They weren't joking. The layer of smog is thick as you begin to approach Santiago. It's reminicent of the Los Angeles of my youth. Thankfully, we no longer have days like this at home. This city has a completely different energy, of course. It's impossible to compare Santiago and Mendoza. I suppose the real comparisons will come after I've been able to spend some real time in BA. The largest difference, at the moment, is the accent. The Argentines have a very distinct accent, that's different from the rest of Latin America, changing their double Ls into a J sound. But here in Chile they speak Castilian, or so my taxi driver told me. And yes, their accent does sound a more similar to the Spanish from Spain but I'm not noticing a use of the "vosotros" here.
This city is massive and quite cosmopolitan. And though Santiago is huge and covered in a layer of smog, it's surprisingly clean. Driving through here I've noticed more of a Latin American influence overall than the European influence felt in Argentina. Not to say this isn't an international city. It is, just on first sight it's more difficult for me to blend in here.
I tried to settle into my hostel, and while it's nice, clean, quiet and I have my own room I don't quite feel it's secure enough to leave my computer and passport behind. My room is on the ground level with a large window that opens out onto the internal courtyard. While nice, not very safe, especially with the cracked out woman I saw near the front desk as I was checking in. I think it's safer to keep my valuables on my person for the moment, which is quite inconvenient, not to mention heavy.
My plan was to take the metro to a restaurant I read about in Barrio Providencia but after about 5 minutes on the street with my backpack full of valuables I thought better of it.
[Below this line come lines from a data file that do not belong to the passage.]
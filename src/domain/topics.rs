use serde::Serialize;
use uuid::Uuid;

/// A topic page an event can be filed under. The slug doubles as the
/// `topic` querystring identifier.
#[derive(Debug, Clone, PartialEq, Eq, Serialize)]
pub struct TopicRecord {
    pub id: Uuid,
    pub slug: String,
    pub title: String,
}
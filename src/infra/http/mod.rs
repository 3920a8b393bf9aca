mod middleware;
mod public;

pub use public::{HttpState, build_router};

use axum::http::StatusCode;
use axum::response::{IntoResponse, Response};

use crate::application::error::ErrorReport;
use crate::application::repos::RepoError;

fn db_health_response(result: Result<(), RepoError>) -> Response {
    match result {
        Ok(()) => StatusCode::NO_CONTENT.into_response(),
        Err(err) => {
            let mut response = StatusCode::SERVICE_UNAVAILABLE.into_response();
            ErrorReport::from_error(
                "infra::http::db_health",
                StatusCode::SERVICE_UNAVAILABLE,
                &err,
            )
            .attach(&mut response);
            response
        }
    }
}
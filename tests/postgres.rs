//! Repository queries against a real database. Run with
//! `DATABASE_URL=... cargo test -- --ignored`.

use sqlx::PgPool;
use time::macros::date;
use uuid::Uuid;

use devportal::application::filters::{ListingQuery, MalformedDatePolicy, build_event_filter};
use devportal::application::pagination::PageWindow;
use devportal::application::repos::{EventsRepo, ListingPagesRepo, RepoError, TopicsRepo};
use devportal::domain::body::BodyBlock;
use devportal::domain::predicate::Predicate;
use devportal::infra::db::PostgresRepositories;

async fn seed(pool: &PgPool) {
    let css = Uuid::new_v4();
    sqlx::query("INSERT INTO topics (id, slug, title, status) VALUES ($1, 'css', 'CSS', 'published')")
        .bind(css)
        .execute(pool)
        .await
        .expect("topic");

    let rows = [
        ("feb-01", date!(2020 - 02 - 01), "DE", "published"),
        ("mar-19", date!(2020 - 03 - 19), "DE", "published"),
        ("apr-01", date!(2020 - 04 - 01), "FR", "published"),
        ("apr-02", date!(2020 - 04 - 02), "", "draft"),
    ];
    for (slug, start, country, status) in rows {
        let id = Uuid::new_v4();
        sqlx::query(
            "INSERT INTO events (id, slug, title, status, start_date, country, speakers, body) \
             VALUES ($1, $2, $2, $3::page_status, $4, $5, \
             '[{\"type\":\"person\",\"title\":\"Ada\"},{\"type\":\"speaker\",\"value\":3}]', \
             '[{\"type\":\"paragraph\",\"html\":\"<p>Talks</p>\"},{\"type\":\"raw_html\"}]')",
        )
        .bind(id)
        .bind(slug)
        .bind(status)
        .bind(start)
        .bind(country)
        .execute(pool)
        .await
        .expect("event");

        if slug == "mar-19" {
            sqlx::query("INSERT INTO event_topics (event_id, topic_id) VALUES ($1, $2)")
                .bind(id)
                .bind(css)
                .execute(pool)
                .await
                .expect("event topic");
        }
    }
}

#[sqlx::test(migrations = "./migrations")]
#[ignore = "requires DATABASE_URL"]
async fn filtered_listing_matches_in_database(pool: PgPool) {
    seed(&pool).await;
    let repos = PostgresRepositories::new(pool);
    let cutoff = date!(2020 - 03 - 10);

    let query = ListingQuery::parse("date=2020-03&date=past&topic=css&country=de");
    let filter = build_event_filter(&query, cutoff, MalformedDatePolicy::DiscardAll);
    let window = PageWindow {
        offset: 0,
        limit: 8,
    };

    // feb-01 is past and in DE but lacks the topic.
    let events = repos
        .list_events(&filter.predicate, window)
        .await
        .expect("list events");
    let slugs: Vec<&str> = events.iter().map(|e| e.slug.as_str()).collect();
    assert_eq!(slugs, vec!["mar-19"]);
    assert_eq!(events[0].topics[0].slug, "css");
    assert!(events[0].speakers.is_empty() && events[0].body.is_empty());

    // Unknown block types are dropped; the rest of the row still loads.
    let detail = repos
        .find_by_slug("mar-19")
        .await
        .expect("lookup")
        .expect("published event");
    assert!(detail.has_speaker("Ada"));
    assert_eq!(detail.speakers.len(), 1);
    assert_eq!(
        detail.body,
        vec![BodyBlock::Paragraph {
            html: "<p>Talks</p>".to_string()
        }]
    );

    let upcoming = Predicate::StartOnOrAfter(cutoff);
    assert_eq!(repos.count_events(&upcoming).await.expect("count"), 2);
    assert_eq!(
        repos.list_start_dates(&upcoming).await.expect("dates"),
        vec![date!(2020 - 03 - 19), date!(2020 - 04 - 01)]
    );

    let countries: Vec<String> = repos
        .list_countries()
        .await
        .expect("countries")
        .iter()
        .map(|code| code.as_str().to_string())
        .collect();
    assert_eq!(countries, vec!["DE", "FR"]);

    assert_eq!(repos.list_topics().await.expect("topics").len(), 1);
    assert!(repos.find_by_slug("apr-02").await.expect("lookup").is_none());
}

#[sqlx::test(migrations = "./migrations")]
#[ignore = "requires DATABASE_URL"]
async fn second_listing_page_hits_the_singleton_index(pool: PgPool) {
    let repos = PostgresRepositories::new(pool);
    let params = devportal::application::repos::CreateListingParams {
        slug: "events".to_string(),
        title: "Events".to_string(),
        seo_title: String::new(),
        search_description: String::new(),
        featured: Vec::new(),
        body: vec![BodyBlock::Paragraph {
            html: "<p>Find us at meetups.</p>".to_string(),
        }],
        keywords: vec!["meetups".to_string()],
        show_in_menus: true,
    };

    let created = repos
        .create_listing(params.clone())
        .await
        .expect("first listing page");
    assert!(repos.listing_exists().await.expect("exists"));
    let loaded = repos
        .load_listing()
        .await
        .expect("load")
        .expect("listing page");
    assert_eq!(loaded.id, created.id);
    assert_eq!(loaded.body, created.body);

    let mut second = params;
    second.slug = "more-events".to_string();
    let err = repos
        .create_listing(second)
        .await
        .expect_err("second listing page");
    assert!(matches!(err, RepoError::Duplicate { .. }));
}

#[sqlx::test(migrations = "./migrations")]
#[ignore = "requires DATABASE_URL"]
async fn unknown_featured_entry_does_not_break_listing(pool: PgPool) {
    sqlx::query(
        "INSERT INTO events_listing_pages (id, slug, title, featured) VALUES ($1, 'events', 'Events', \
         '[{\"type\":\"external_event\",\"id\":9},{\"type\":\"event\",\"slug\":\"devconf\"}]')",
    )
    .bind(Uuid::new_v4())
    .execute(&pool)
    .await
    .expect("listing page");

    let repos = PostgresRepositories::new(pool);
    let page = repos
        .load_listing()
        .await
        .expect("load")
        .expect("listing page");
    assert_eq!(
        page.featured,
        vec![devportal::domain::listing::FeaturedItem::Event {
            slug: "devconf".to_string()
        }]
    );
}
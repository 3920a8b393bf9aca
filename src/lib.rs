//! Events section of a content-managed developer portal.

pub mod application;
pub mod config;
pub mod domain;
pub mod infra;
pub mod presentation;
pub mod util;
I'm already conspicuous as it is with my blue eyes, fair skin and blonde hair. Plus I couldn't shake the feeling that I was being watched by a guy who kept inching closer to me at every corner even after I would move away through the crowd. He was probably harmless but if there is one thing I have learned while traveling it's to trust your instincts so I hopped in a cab instead. Funny thing is, I ended up having to give my cab drivers directions both there and back since I mapped it out and they got lost both ways. But dinner made everything worth it. The fresh fish here is divine. I mean, really, can you beat fresh Chilean Sea Bass in Chile? I don't think so.
Oh, and Lori, this Pisco Sour is for you!